O fascismo é performático, não há dúvida disso. Mussolini e Hitler não perdiam uma oportunidade de performar para as massas que lhe ofereciam apoio maciço e estavam dispostas e mobilizadas para atacar opositores. Como muitos já devem ter visto, Mussolini também desfilou na praia, exibindo seu peitoral nu para uma plateia ensandecida (coisa que Bolsonaro não se arriscou a fazer), e Hitler exercia um imenso apelo erótico para os seus apoiadores, homens e mulheres, o que o levou a esconder seu romance com Eva Braum por toda a vida. Do mesmo modo Mussolini desfilava à cavalo por entre a patuleia fascista, uma imagem que foi resgatada quando Bolsonaro repetiu o gesto nas imediações do Palácio do Planalto numa daquelas manifestações golpistas que encheram os fins de semana entediados do primeiro auge da pandemia, entre maio e outubro.

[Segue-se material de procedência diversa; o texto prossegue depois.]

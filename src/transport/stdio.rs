//! Stdio transport
//!
//! Runs the MCP server over standard input/output.

use crate::server::TrelloMcpHandler;
use rmcp::ServiceExt;
use rmcp::transport::io::stdio;
use tracing::info;

/// Run the MCP server using stdio transport
pub async fn run_stdio(handler: TrelloMcpHandler) -> anyhow::Result<()> {
    info!("Starting Trello MCP server with stdio transport");

    // Create the stdio transport
    let transport = stdio();

    // Run the server
    let server = handler.serve(transport).await?;

    // Wait for completion
    server.waiting().await?;

    info!("Trello MCP server stopped");
    Ok(())
}
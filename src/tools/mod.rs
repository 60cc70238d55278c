//! Tools module
//!
//! Provides the framework for defining and executing Trello MCP tools.

pub mod definitions;
pub mod executor;
pub mod registry;

pub use executor::{
    ContentBlock, OperationType, ToolCategory, ToolContext, ToolExecutor, ToolInfo, ToolOutput,
};
pub use registry::{RegisteredTool, ToolRegistry};

// Re-export the macro for convenience
pub use trello_mcp_macros::trello_tool;
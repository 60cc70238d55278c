//! Board access gate
//!
//! The single authoritative allow/deny decision path. Board identifiers are
//! normalized to canonical form (with caching) before the membership check;
//! card and list operations resolve their owning board first and delegate.
//!
//! For any single request the gate check completes strictly before the
//! corresponding mutation call: tools run `check_access` to completion before
//! `execute` starts. A lookup that fails or times out surfaces as an error,
//! never as a silent permit.

use crate::access_control::cache::{BoardIdCache, InMemoryBoardIdCache};
use crate::access_control::policy::BoardPolicy;
use crate::error::{AccessDeniedError, EntityKind, GateError, GateResult, TrelloResult};
use crate::trello::types::{Board, Card, TrelloList};
use async_trait::async_trait;
use std::sync::Arc;
use tracing::{debug, trace, warn};

/// Entity lookups the gate needs from the resource layer.
///
/// Implemented by the Trello client; tests substitute a fake to count
/// remote calls and to simulate failures.
#[async_trait]
pub trait BoardLookup: Send + Sync {
    async fn board(&self, id: &str) -> TrelloResult<Board>;
    async fn card(&self, id: &str) -> TrelloResult<Card>;
    async fn list(&self, id: &str) -> TrelloResult<TrelloList>;
}

/// Board access gate
///
/// Holds the allow-list policy, the identifier cache, and the lookup seam.
/// Constructed once at startup and shared across requests.
pub struct BoardAccessGate {
    lookup: Arc<dyn BoardLookup>,
    cache: Arc<dyn BoardIdCache>,
    policy: BoardPolicy,
}
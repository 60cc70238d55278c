//! Board identifier cache
//!
//! Maps accepted board identifier forms (short link or canonical id) to the
//! canonical id. A given input string always resolves to the same board, so
//! entries are written once and never evicted or updated; the cache lives for
//! the process lifetime. It grows monotonically, which is intentional: the
//! set of board identifiers a deployment touches is small and stable, so the
//! unbounded map is not a leak in practice.
//!
//! The cache is behind a trait so tests can substitute a fake and assert
//! lookup counts.

use std::collections::HashMap;
use std::sync::RwLock;

/// Storage seam for resolved board identifiers.
pub trait BoardIdCache: Send + Sync {
    /// Look up a previously resolved input.
    fn get(&self, input: &str) -> Option<String>;

    /// Insert a resolution, keeping any value already present.
    ///
    /// Returns the winning value. Concurrent writers of the same key race
    /// benignly: both resolved the same board, so whichever insert lands
    /// first is as good as the other.
    fn insert_if_absent(&self, input: &str, canonical: &str) -> String;

    /// Number of cached entries.
    fn len(&self) -> usize;

    fn is_empty(&self) -> bool {
        self.len() == 0
    }
}

/// Process-wide in-memory cache.
#[derive(Debug, Default)]
pub struct InMemoryBoardIdCache {
    entries: RwLock<HashMap<String, String>>,
}

impl InMemoryBoardIdCache {
    pub fn new() -> Self {
        Self::default()
    }
}

impl BoardIdCache for InMemoryBoardIdCache {
    fn get(&self, input: &str) -> Option<String> {
        self.entries
            .read()
            .unwrap_or_else(|e| e.into_inner())
            .get(input)
            .cloned()
    }

    fn insert_if_absent(&self, input: &str, canonical: &str) -> String {
        let mut entries = self.entries.write().unwrap_or_else(|e| e.into_inner());
        entries
            .entry(input.to_string())
            .or_insert_with(|| canonical.to_string())
            .clone()
    }

    fn len(&self) -> usize {
        self.entries
            .read()
            .unwrap_or_else(|e| e.into_inner())
            .len()
    }
}

#[cfg(test)]
mod tests {
    use super::*;

    #[test]
    fn test_get_miss_then_hit() {
        let cache = InMemoryBoardIdCache::new();
        assert!(cache.get("short1").is_none());

        cache.insert_if_absent("short1", "B1");
        assert_eq!(cache.get("short1").as_deref(), Some("B1"));
        assert_eq!(cache.len(), 1);
    }

    #[test]
    fn test_insert_if_absent_keeps_first_value() {
        let cache = InMemoryBoardIdCache::new();
        assert_eq!(cache.insert_if_absent("short1", "B1"), "B1");
        // A second writer for the same key does not overwrite
        assert_eq!(cache.insert_if_absent("short1", "B1"), "B1");
        assert_eq!(cache.len(), 1);
    }

    #[test]
    fn test_distinct_inputs_are_distinct_entries() {
        let cache = InMemoryBoardIdCache::new();
        // Short link and canonical id of the same board are separate keys
        cache.insert_if_absent("short1", "B1");
        cache.insert_if_absent("B1", "B1");
        assert_eq!(cache.len(), 2);
        assert_eq!(cache.get("short1").as_deref(), Some("B1"));
        assert_eq!(cache.get("B1").as_deref(), Some("B1"));
    }
}
//! Trello API client
//!
//! Provides a typed HTTP client for interacting with the Trello REST API.
//! Authentication is Trello-style: `key` and `token` query parameters are
//! appended to every request URL.

use crate::access_control::BoardLookup;
use crate::config::TrelloConfig;
use crate::error::{AppError, ConfigError, TrelloError, TrelloResult};
use crate::trello::types::{Board, Card, TrelloList};
use crate::util::SecretString;
use async_trait::async_trait;
use reqwest::{Client, RequestBuilder, Response, StatusCode};
use serde::{Serialize, de::DeserializeOwned};
use std::time::Duration;
use tracing::{debug, instrument, warn};

/// Trello API client
pub struct TrelloClient {
    http: Client,
    base_url: String,
    api_key: SecretString,
    token: SecretString,
    max_retries: u32,
}

impl TrelloClient {
    /// Create a new Trello client from configuration
    pub fn new(config: &TrelloConfig) -> Result<Self, AppError> {
        let api_key = config.api_key.clone().ok_or(ConfigError::Missing {
            field: "trello.api_key".to_string(),
        })?;
        let token = config.token.clone().ok_or(ConfigError::Missing {
            field: "trello.token".to_string(),
        })?;

        let http = Client::builder()
            .timeout(Duration::from_secs(config.timeout_secs))
            .pool_max_idle_per_host(10)
            .pool_idle_timeout(Duration::from_secs(90))
            .user_agent(format!("trello-mcp/{}", env!("CARGO_PKG_VERSION")))
            .build()
            .map_err(TrelloError::Request)?;

        Ok(Self {
            http,
            base_url: config.api_url(),
            api_key,
            token,
            max_retries: config.max_retries,
        })
    }

    /// Build a URL for an API endpoint, appending the auth query parameters
    fn url(&self, endpoint: &str) -> String {
        let sep = if endpoint.contains('?') { '&' } else { '?' };
        format!(
            "{}{}{}key={}&token={}",
            self.base_url,
            endpoint,
            sep,
            urlencoding::encode(self.api_key.expose_secret()),
            urlencoding::encode(self.token.expose_secret()),
        )
    }

    /// Execute a request with retries
    async fn execute(&self, request: RequestBuilder) -> TrelloResult<Response> {
        let mut last_error = None;

        for attempt in 0..=self.max_retries {
            if attempt > 0 {
                // Exponential backoff
                let delay = Duration::from_millis(100 * 2u64.pow(attempt - 1));
                tokio::time::sleep(delay).await;
                debug!("Retrying request (attempt {})", attempt + 1);
            }

            let req = request
                .try_clone()
                .ok_or_else(|| TrelloError::InvalidResponse("Cannot clone request".to_string()))?;

            match req.send().await {
                Ok(response) => {
                    return self.handle_response(response).await;
                }
                Err(e) => {
                    warn!("Request failed: {}", e);
                    last_error = Some(TrelloError::Request(e));

                    // Only retry on connection/timeout errors
                    if !is_retryable(last_error.as_ref().unwrap()) {
                        break;
                    }
                }
            }
        }

        Err(last_error.unwrap_or_else(|| TrelloError::InvalidResponse("Unknown error".to_string())))
    }

    /// Handle API response
    async fn handle_response(&self, response: Response) -> TrelloResult<Response> {
        let status = response.status();

        if status.is_success() {
            return Ok(response);
        }

        let body = response.text().await.unwrap_or_default();

        if status == StatusCode::TOO_MANY_REQUESTS {
            // Trello rate-limit windows are 10 seconds per token
            return Err(TrelloError::RateLimited { retry_after: 10 });
        }

        Err(TrelloError::from_response(status.as_u16(), &body))
    }

    /// Make a GET request
    #[instrument(skip(self), fields(endpoint = %endpoint))]
    pub async fn get<T: DeserializeOwned>(&self, endpoint: &str) -> TrelloResult<T> {
        let request = self.http.get(self.url(endpoint));

        let response = self.execute(request).await?;
        let data = response.json().await.map_err(|e| {
            TrelloError::InvalidResponse(format!("Failed to parse response: {}", e))
        })?;

        Ok(data)
    }

    /// Make a POST request
    #[instrument(skip(self, body), fields(endpoint = %endpoint))]
    pub async fn post<T: DeserializeOwned, B: Serialize + ?Sized>(
        &self,
        endpoint: &str,
        body: &B,
    ) -> TrelloResult<T> {
        let request = self.http.post(self.url(endpoint)).json(body);

        let response = self.execute(request).await?;
        let data = response.json().await.map_err(|e| {
            TrelloError::InvalidResponse(format!("Failed to parse response: {}", e))
        })?;

        Ok(data)
    }

    /// Make a PUT request
    #[instrument(skip(self, body), fields(endpoint = %endpoint))]
    pub async fn put<T: DeserializeOwned, B: Serialize + ?Sized>(
        &self,
        endpoint: &str,
        body: &B,
    ) -> TrelloResult<T> {
        let request = self.http.put(self.url(endpoint)).json(body);

        let response = self.execute(request).await?;
        let data = response.json().await.map_err(|e| {
            TrelloError::InvalidResponse(format!("Failed to parse response: {}", e))
        })?;

        Ok(data)
    }

    /// Make a DELETE request
    #[instrument(skip(self), fields(endpoint = %endpoint))]
    pub async fn delete(&self, endpoint: &str) -> TrelloResult<()> {
        let request = self.http.delete(self.url(endpoint));

        self.execute(request).await?;
        Ok(())
    }
}

/// Entity lookups consumed by the access gate.
///
/// Trello accepts either a short link or the canonical id in the path
/// segment; the response body always carries the canonical `id`.
#[async_trait]
impl BoardLookup for TrelloClient {
    async fn board(&self, id: &str) -> TrelloResult<Board> {
        self.get(&format!("/boards/{}", urlencoding::encode(id)))
            .await
    }

    async fn card(&self, id: &str) -> TrelloResult<Card> {
        self.get(&format!("/cards/{}", urlencoding::encode(id)))
            .await
    }

    async fn list(&self, id: &str) -> TrelloResult<TrelloList> {
        self.get(&format!("/lists/{}", urlencoding::encode(id)))
            .await
    }
}

/// Check if an error is retryable.
///
/// Only transport-level failures (connect, timeout) are retried. Once the
/// server has answered, the status is mapped by `handle_response` and
/// returned to the caller immediately.
fn is_retryable(error: &TrelloError) -> bool {
    match error {
        TrelloError::Request(e) => e.is_timeout() || e.is_connect(),
        _ => false,
    }
}

#[cfg(test)]
mod tests {
    use super::*;

    fn client_with_creds() -> TrelloClient {
        let config = TrelloConfig {
            api_key: Some(SecretString::new("test-key")),
            token: Some(SecretString::new("test-token")),
            ..Default::default()
        };
        TrelloClient::new(&config).unwrap()
    }

    #[test]
    fn test_url_appends_auth_params() {
        let client = client_with_creds();
        let url = client.url("/boards/abc123");
        assert_eq!(
            url,
            "https://api.trello.com/1/boards/abc123?key=test-key&token=test-token"
        );
    }

    #[test]
    fn test_url_with_existing_query() {
        let client = client_with_creds();
        let url = client.url("/boards/abc123/lists?filter=open");
        assert!(url.contains("?filter=open&key=test-key&token=test-token"));
    }

    #[test]
    fn test_new_requires_credentials() {
        let config = TrelloConfig::default();
        assert!(TrelloClient::new(&config).is_err());
    }

    #[test]
    fn test_is_retryable_rejects_server_answers() {
        // Anything handle_response produced means the server answered; the
        // error goes straight back to the caller
        assert!(!is_retryable(&TrelloError::RateLimited { retry_after: 10 }));
        assert!(!is_retryable(&TrelloError::Api {
            status: 503,
            message: "Service unavailable".to_string()
        }));
        assert!(!is_retryable(&TrelloError::Api {
            status: 400,
            message: "Bad request".to_string()
        }));
        assert!(!is_retryable(&TrelloError::Unauthorized));
    }
}
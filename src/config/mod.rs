//! Configuration module
//!
//! Layered configuration loading (TOML file + environment variables) and the
//! typed settings consumed by the rest of the application, including the
//! board allow-list and its provenance.

pub mod loader;
pub mod types;

pub use loader::{load_config, load_config_from_str};
pub use types::{
    AccessControlConfig, AppConfig, LogFormat, LoggingConfig, PolicyProvenance, ServerConfig,
    TransportMode, TrelloConfig,
};
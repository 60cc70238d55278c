//! Configuration types for trello-mcp
//!
//! This module defines the configuration structure that can be loaded from
//! TOML files and/or environment variables.

use crate::util::SecretString;
use serde::Deserialize;

/// Root configuration structure
#[derive(Debug, Clone, Deserialize, Default)]
#[serde(default)]
pub struct AppConfig {
    /// Trello connection settings
    pub trello: TrelloConfig,

    /// Server/transport settings
    pub server: ServerConfig,

    /// Board access-control settings
    pub access_control: AccessControlConfig,

    /// Logging configuration
    pub logging: LoggingConfig,
}

/// Trello connection configuration
#[derive(Debug, Clone, Deserialize)]
#[serde(default)]
pub struct TrelloConfig {
    /// Trello API base URL
    pub url: String,

    /// API version path segment (default: "1")
    pub api_version: String,

    /// API key (prefer env var TRELLO_API_KEY)
    #[serde(default)]
    pub api_key: Option<SecretString>,

    /// API token (prefer env var TRELLO_TOKEN)
    #[serde(default)]
    pub token: Option<SecretString>,

    /// Request timeout in seconds
    pub timeout_secs: u64,

    /// Maximum retries for failed requests
    pub max_retries: u32,
}

impl Default for TrelloConfig {
    fn default() -> Self {
        Self {
            url: "https://api.trello.com".to_string(),
            api_version: "1".to_string(),
            api_key: None,
            token: None,
            timeout_secs: 30,
            max_retries: 3,
        }
    }
}

impl TrelloConfig {
    /// Get the full API base URL
    pub fn api_url(&self) -> String {
        format!("{}/{}", self.url.trim_end_matches('/'), self.api_version)
    }
}

/// Server/transport configuration
#[derive(Debug, Clone, Deserialize)]
#[serde(default)]
pub struct ServerConfig {
    /// Transport mode
    pub transport: TransportMode,

    /// HTTP host (for http/sse transport)
    pub host: String,

    /// HTTP port (for http/sse transport)
    pub port: u16,

    /// Server name for MCP
    pub name: String,

    /// Server version for MCP
    pub version: String,
}

impl Default for ServerConfig {
    fn default() -> Self {
        Self {
            transport: TransportMode::Stdio,
            host: "127.0.0.1".to_string(),
            port: 21902,
            name: "trello-mcp".to_string(),
            version: env!("CARGO_PKG_VERSION").to_string(),
        }
    }
}

/// Transport mode selection
#[derive(Debug, Clone, Copy, PartialEq, Eq, Default, Deserialize)]
#[serde(rename_all = "lowercase")]
pub enum TransportMode {
    /// Standard input/output (default, for Claude Code)
    #[default]
    Stdio,
    /// HTTP with Server-Sent Events
    Http,
}

/// Board access-control configuration
///
/// `allowed_boards` holds canonical board identifiers or short links; each is
/// normalized once at first use. An empty list means every board is
/// authorized. That open-access default matches the behavior operators of
/// this server rely on, so it is kept; the loader logs a warning at startup
/// when no allow-list is configured so the choice is a conscious one.
#[derive(Debug, Clone, Deserialize, Default)]
#[serde(default)]
pub struct AccessControlConfig {
    /// Board identifiers permitted for access (empty = unrestricted)
    pub allowed_boards: Vec<String>,

    /// Where the allow-list came from; filled in by the loader, not from TOML
    #[serde(skip)]
    pub provenance: Option<PolicyProvenance>,
}

impl AccessControlConfig {
    /// True when no allow-list is configured (open access)
    pub fn is_unrestricted(&self) -> bool {
        self.allowed_boards.is_empty()
    }
}

/// Provenance of the configured allow-list, for diagnostics and denial messages
#[derive(Debug, Clone, PartialEq, Eq)]
pub struct PolicyProvenance {
    /// Source file path, when the allow-list came from a config file
    pub path: Option<String>,
    /// Source key: a TOML key path or an environment variable name
    pub key: String,
}

impl PolicyProvenance {
    /// The allow-list was read from a configuration file
    pub fn from_file(path: impl Into<String>) -> Self {
        Self {
            path: Some(path.into()),
            key: "access_control.allowed_boards".to_string(),
        }
    }

    /// The allow-list was read from the TRELLO_BOARD_IDS environment variable
    pub fn from_env() -> Self {
        Self {
            path: None,
            key: "TRELLO_BOARD_IDS".to_string(),
        }
    }
}

/// Logging configuration
#[derive(Debug, Clone, Deserialize)]
#[serde(default)]
pub struct LoggingConfig {
    /// Log level (trace, debug, info, warn, error)
    pub level: String,

    /// Output format (pretty, json)
    pub format: LogFormat,
}

impl Default for LoggingConfig {
    fn default() -> Self {
        Self {
            level: "info".to_string(),
            format: LogFormat::Pretty,
        }
    }
}

/// Log output format
#[derive(Debug, Clone, Copy, PartialEq, Eq, Default, Deserialize)]
#[serde(rename_all = "lowercase")]
pub enum LogFormat {
    /// Human-readable output
    #[default]
    Pretty,
    /// JSON structured output
    Json,
}

#[cfg(test)]
mod tests {
    use super::*;

    #[test]
    fn test_trello_config_api_url() {
        let config = TrelloConfig {
            url: "https://api.trello.com".to_string(),
            api_version: "1".to_string(),
            ..Default::default()
        };
        assert_eq!(config.api_url(), "https://api.trello.com/1");

        // Trailing slash is tolerated
        let config = TrelloConfig {
            url: "https://api.trello.com/".to_string(),
            api_version: "1".to_string(),
            ..Default::default()
        };
        assert_eq!(config.api_url(), "https://api.trello.com/1");
    }

    #[test]
    fn test_default_config() {
        let config = AppConfig::default();
        assert_eq!(config.trello.url, "https://api.trello.com");
        assert_eq!(config.trello.timeout_secs, 30);
        assert_eq!(config.server.transport, TransportMode::Stdio);
        assert!(config.access_control.is_unrestricted());
    }

    #[test]
    fn test_deserialize_transport_mode() {
        let mode: TransportMode = serde_json::from_str(r#""stdio""#).unwrap();
        assert_eq!(mode, TransportMode::Stdio);

        let mode: TransportMode = serde_json::from_str(r#""http""#).unwrap();
        assert_eq!(mode, TransportMode::Http);
    }

    #[test]
    fn test_provenance_keys() {
        let file = PolicyProvenance::from_file("/etc/trello-mcp/config.toml");
        assert_eq!(file.key, "access_control.allowed_boards");
        assert_eq!(file.path.as_deref(), Some("/etc/trello-mcp/config.toml"));

        let env = PolicyProvenance::from_env();
        assert_eq!(env.key, "TRELLO_BOARD_IDS");
        assert!(env.path.is_none());
    }
}
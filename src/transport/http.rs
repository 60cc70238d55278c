//! HTTP/SSE transport
//!
//! Runs the MCP server over HTTP with Server-Sent Events (SSE).

use crate::server::TrelloMcpHandler;
use crate::util::find_available_port;
use rmcp::transport::sse_server::{SseServer, SseServerConfig};
use std::net::SocketAddr;
use tokio_util::sync::CancellationToken;
use tracing::info;

/// Default port for HTTP/SSE transport
pub const DEFAULT_HTTP_PORT: u16 = 21902;

/// Configuration for the HTTP/SSE server
#[derive(Debug, Clone)]
pub struct HttpConfig {
    /// Address to bind to (e.g., "127.0.0.1:21902")
    pub bind: SocketAddr,
    /// Path for SSE endpoint (default: "/sse")
    pub sse_path: String,
    /// Path for message posting (default: "/message")
    pub post_path: String,
}

impl Default for HttpConfig {
    fn default() -> Self {
        Self {
            bind: SocketAddr::from(([127, 0, 0, 1], DEFAULT_HTTP_PORT)),
            sse_path: "/sse".to_string(),
            post_path: "/message".to_string(),
        }
    }
}

impl HttpConfig {
    /// Create a new HTTP config with the specified bind address
    pub fn new(bind: SocketAddr) -> Self {
        Self {
            bind,
            ..Default::default()
        }
    }

    /// Create config from host and port strings
    pub fn from_host_port(host: &str, port: u16) -> Result<Self, std::net::AddrParseError> {
        let addr: SocketAddr = format!("{}:{}", host, port).parse()?;
        Ok(Self::new(addr))
    }
}

/// Run the MCP server using HTTP/SSE transport
///
/// This starts an HTTP server that accepts SSE connections and handles
/// MCP protocol messages over the SSE channel.
///
/// Port discovery is used to find an available port if the configured port is taken.
///
/// # Arguments
/// * `handler_factory` - A function that creates a new handler for each connection
/// * `config` - HTTP server configuration
///
/// # Returns
/// A cancellation token that can be used to stop the server
pub async fn run_http<F>(
    handler_factory: F,
    config: HttpConfig,
) -> anyhow::Result<CancellationToken>
where
    F: Fn() -> TrelloMcpHandler + Send + Sync + 'static,
{
    // Find an available port using port discovery
    let host = config.bind.ip().to_string();
    let preferred_port = config.bind.port();
    let actual_port = find_available_port(&host, preferred_port).await?;

    let bind_addr = SocketAddr::new(config.bind.ip(), actual_port);

    info!(
        "Starting Trello MCP server with HTTP/SSE transport on {}",
        bind_addr
    );

    let ct = CancellationToken::new();

    let sse_config = SseServerConfig {
        bind: bind_addr,
        sse_path: config.sse_path,
        post_path: config.post_path,
        ct: ct.clone(),
        sse_keep_alive: None,
    };

    let sse_server = SseServer::serve_with_config(sse_config).await?;

    info!(
        "HTTP/SSE server listening on http://{}",
        sse_server.config.bind
    );
    info!("  SSE endpoint: {}", sse_server.config.sse_path);
    info!("  Message endpoint: {}", sse_server.config.post_path);

    // Use the with_service method to handle incoming connections
    let server_ct = sse_server.with_service(handler_factory);

    Ok(server_ct)
}

/// Run the MCP server using HTTP/SSE transport and wait for shutdown
///
/// This is a convenience function that starts the server and waits
/// for a shutdown signal (Ctrl+C).
pub async fn run_http_blocking<F>(handler_factory: F, config: HttpConfig) -> anyhow::Result<()>
where
    F: Fn() -> TrelloMcpHandler + Send + Sync + 'static,
{
    let ct = run_http(handler_factory, config).await?;

    info!("Press Ctrl+C to stop the server");

    // Wait for shutdown signal
    tokio::select! {
        _ = tokio::signal::ctrl_c() => {
            info!("Received shutdown signal");
        }
        _ = ct.cancelled() => {
            info!("Server cancelled");
        }
    }

    // Cancel the server
    ct.cancel();

    info!("HTTP/SSE server stopped");
    Ok(())
}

O fascismo histórico era performático e seus sucedâneos e versões genéricas não eram diferentes, pois havia desfiles, uniformes, saudações, símbolos e mística suficientemente atrativos para que plateias hipnotizadas pela dimensão simbólica e espetacular da política, algo que não se vê nas direitas tradicionais, se mantivessem mobilizadas. A performance do fascismo bolsonarista, ao que parece, vai se reproduzir até 2022 e ninguém deve se surpreender se aqui e acolá imagens de Hitler ou Mussolini não vierem novamente a serem associadas às manifestações promovidas por Bolsonaro e sua trupe, que sabe que não vão ter vida fácil até 2022 e por isso precisa manter sua base mais fiel mobilizada e apta para a violência e todo tipo de negacionismo.

Entretanto a vida real não é só performance e Bolsonaro sabe que precisará de muito mais se quiser se manter no poder até 2022, o que pode não ser tão fácil, tendo em vista o descontentamento represado nas casas em tempos de pandemia e confinamento. Então não está descartado que medidas objetivas serão tomadas no campo econômico, para o desespero dos liberais endinheirados da Faria Lima, que agora reclamam do pacote completo que compraram ao apoiarem o fascismo, atribuindo a Bolsonaro a pecha de “populista”.

A questão é que Bolsonaro não reinará sozinho até 2022 e nem seus adversários serão apenas os comportados colunistas dos grandes jornais ou os indignados YouTubers que incrementaram o seu já poderoso sucesso nesses tempos de pandemia e confinamento. A vida ocorre em outras esferas que não a virtual, é preciso lembrar disso, e mesmo que estejamos todos hipnotizados com as telas, com as imagens e as performances, temos que ter atenção para o fato de que a correlação se forças se decide, sobretudo, no âmbito da luta de classes, que provisoriamente permanece em suspenso nos seus aspectos mais importantes, relacionados às greves e as mobilizações de fábricas, escolas, universidades e ruas. Não por acaso, Trotsky chamava os fascistas de “poeira de humanidade”, posto que um fascista podia representar tanto quanto qualquer operário, mas não sendo capazes de agirem como classe, estavam condenados à dispersão e a serem varridos da história.

Por mais importante que seja a performance de Bolsonaro, por mais que se deva estar atento aos seus movimentos e às aglomerações do rebotalho que lhe dá apoio, não se pode acreditar que o bolsonarismo é imbatível, que vai permanecer vencendo e em condições de esmagar seus opositores ou mesmo que não há nenhuma chance de a esquerda emplacar uma candidatura em 2022. É preciso ter atenção ao impressionismo causado pelas performances e pelo fato de que a luta de classes não está nas ruas.

Nenhum jogo se vence por antecipação e a história está cheia de exemplos para provar que a vida dos fascistas não é menos difícil que a da esquerda. Basta que se veja o destino performático que Hitler e Mussolini tiveram no fim das contas, para se constatar que o mundo continua dando voltas.